→ EXERCISE AIM
The reply must consist of the entire listing, reproduced exactly.
======== EXERCISE MATERIAL
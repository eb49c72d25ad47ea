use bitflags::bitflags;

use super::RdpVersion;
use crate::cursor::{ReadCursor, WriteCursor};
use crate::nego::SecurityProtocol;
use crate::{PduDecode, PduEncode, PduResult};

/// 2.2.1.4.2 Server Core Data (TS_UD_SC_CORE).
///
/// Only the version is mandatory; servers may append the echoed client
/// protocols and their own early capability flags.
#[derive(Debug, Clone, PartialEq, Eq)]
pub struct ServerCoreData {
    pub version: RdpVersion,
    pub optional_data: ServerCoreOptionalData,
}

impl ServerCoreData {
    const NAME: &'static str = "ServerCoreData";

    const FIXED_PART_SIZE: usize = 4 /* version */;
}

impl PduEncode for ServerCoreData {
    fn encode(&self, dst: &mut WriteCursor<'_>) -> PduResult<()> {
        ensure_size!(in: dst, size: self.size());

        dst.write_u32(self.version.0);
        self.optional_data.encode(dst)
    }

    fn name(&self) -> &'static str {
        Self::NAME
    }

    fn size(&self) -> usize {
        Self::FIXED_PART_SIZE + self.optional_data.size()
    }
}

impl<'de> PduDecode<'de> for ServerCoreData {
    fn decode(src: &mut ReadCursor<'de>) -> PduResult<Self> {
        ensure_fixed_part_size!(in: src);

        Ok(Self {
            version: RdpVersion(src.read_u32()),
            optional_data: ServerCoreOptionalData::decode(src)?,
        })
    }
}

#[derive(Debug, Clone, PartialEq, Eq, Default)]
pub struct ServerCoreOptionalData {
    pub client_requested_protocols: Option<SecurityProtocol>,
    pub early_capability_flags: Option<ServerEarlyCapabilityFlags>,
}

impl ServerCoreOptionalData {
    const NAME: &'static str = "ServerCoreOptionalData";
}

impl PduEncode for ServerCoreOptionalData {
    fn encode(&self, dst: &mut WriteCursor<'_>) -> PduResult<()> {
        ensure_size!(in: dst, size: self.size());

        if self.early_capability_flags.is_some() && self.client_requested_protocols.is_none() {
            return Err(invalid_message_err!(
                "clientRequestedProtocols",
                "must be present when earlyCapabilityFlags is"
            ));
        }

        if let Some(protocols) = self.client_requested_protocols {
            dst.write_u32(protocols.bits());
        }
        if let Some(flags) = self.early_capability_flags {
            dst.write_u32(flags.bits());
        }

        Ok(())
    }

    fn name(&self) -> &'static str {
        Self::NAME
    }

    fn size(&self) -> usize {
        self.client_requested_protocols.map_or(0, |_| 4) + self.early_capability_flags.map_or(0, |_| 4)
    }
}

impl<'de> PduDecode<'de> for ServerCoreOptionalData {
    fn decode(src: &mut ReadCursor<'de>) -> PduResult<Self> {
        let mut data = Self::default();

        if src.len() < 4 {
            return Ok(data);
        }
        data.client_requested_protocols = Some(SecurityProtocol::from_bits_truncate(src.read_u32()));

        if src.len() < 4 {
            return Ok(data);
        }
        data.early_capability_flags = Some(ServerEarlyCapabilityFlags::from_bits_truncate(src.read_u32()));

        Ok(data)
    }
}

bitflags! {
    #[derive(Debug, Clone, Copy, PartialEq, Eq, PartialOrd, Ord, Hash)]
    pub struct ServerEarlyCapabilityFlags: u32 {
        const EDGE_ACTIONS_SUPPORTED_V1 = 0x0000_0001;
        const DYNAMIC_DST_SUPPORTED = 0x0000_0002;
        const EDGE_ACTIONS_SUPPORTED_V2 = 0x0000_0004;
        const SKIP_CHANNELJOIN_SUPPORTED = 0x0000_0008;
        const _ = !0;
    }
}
================
→ RESPONSE TO THIS TASK
repository eb49c72d25ad47ea
use bitflags::bitflags;

use super::RdpVersion;
use crate::cursor::{ReadCursor, WriteCursor};
use crate::nego::SecurityProtocol;
use crate::{PduDecode, PduEncode, PduResult};

/// 2.2.1.4.2 Server Core Data (TS_UD_SC_CORE).
///
/// Only the version is mandatory; servers may append the echoed client
/// protocols and their own early capability flags.
#[derive(Debug, Clone, PartialEq, Eq)]
pub struct ServerCoreData {
    pub version: RdpVersion,
    pub optional_data: ServerCoreOptionalData,
}

impl ServerCoreData {
    const NAME: &'static str = "ServerCoreData";

    const FIXED_PART_SIZE: usize = 4 /* version */;
}

impl PduEncode for ServerCoreData {
    fn encode(&self, dst: &mut WriteCursor<'_>) -> PduResult<()> {
        ensure_size!(in: dst, size: self.size());

        dst.write_u32(self.version.0);
        self.optional_data.encode(dst)
    }

    fn name(&self) -> &'static str {
        Self::NAME
    }

    fn size(&self) -> usize {
        Self::FIXED_PART_SIZE + self.optional_data.size()
    }
}

impl<'de> PduDecode<'de> for ServerCoreData {
    fn decode(src: &mut ReadCursor<'de>) -> PduResult<Self> {
        ensure_fixed_part_size!(in: src);

        Ok(Self {
            version: RdpVersion(src.read_u32()),
            optional_data: ServerCoreOptionalData::decode(src)?,
        })
    }
}

#[derive(Debug, Clone, PartialEq, Eq, Default)]
pub struct ServerCoreOptionalData {
    pub client_requested_protocols: Option<SecurityProtocol>,
    pub early_capability_flags: Option<ServerEarlyCapabilityFlags>,
}

impl ServerCoreOptionalData {
    const NAME: &'static str = "ServerCoreOptionalData";
}

impl PduEncode for ServerCoreOptionalData {
    fn encode(&self, dst: &mut WriteCursor<'_>) -> PduResult<()> {
        ensure_size!(in: dst, size: self.size());

        if self.early_capability_flags.is_some() && self.client_requested_protocols.is_none() {
            return Err(invalid_message_err!(
                "clientRequestedProtocols",
                "must be present when earlyCapabilityFlags is"
            ));
        }

        if let Some(protocols) = self.client_requested_protocols {
            dst.write_u32(protocols.bits());
        }
        if let Some(flags) = self.early_capability_flags {
            dst.write_u32(flags.bits());
        }

        Ok(())
    }

    fn name(&self) -> &'static str {
        Self::NAME
    }

    fn size(&self) -> usize {
        self.client_requested_protocols.map_or(0, |_| 4) + self.early_capability_flags.map_or(0, |_| 4)
    }
}

impl<'de> PduDecode<'de> for ServerCoreOptionalData {
    fn decode(src: &mut ReadCursor<'de>) -> PduResult<Self> {
        let mut data = Self::default();

        if src.len() < 4 {
            return Ok(data);
        }
        data.client_requested_protocols = Some(SecurityProtocol::from_bits_truncate(src.read_u32()));

        if src.len() < 4 {
            return Ok(data);
        }
        data.early_capability_flags = Some(ServerEarlyCapabilityFlags::from_bits_truncate(src.read_u32()));

        Ok(data)
    }
}

bitflags! {
    #[derive(Debug, Clone, Copy, PartialEq, Eq, PartialOrd, Ord, Hash)]
    pub struct ServerEarlyCapabilityFlags: u32 {
        const EDGE_ACTIONS_SUPPORTED_V1 = 0x0000_0001;
        const DYNAMIC_DST_SUPPORTED = 0x0000_0002;
        const EDGE_ACTIONS_SUPPORTED_V2 = 0x0000_0004;
        const SKIP_CHANNELJOIN_SUPPORTED = 0x0000_0008;
        const _ = !0;
    }
}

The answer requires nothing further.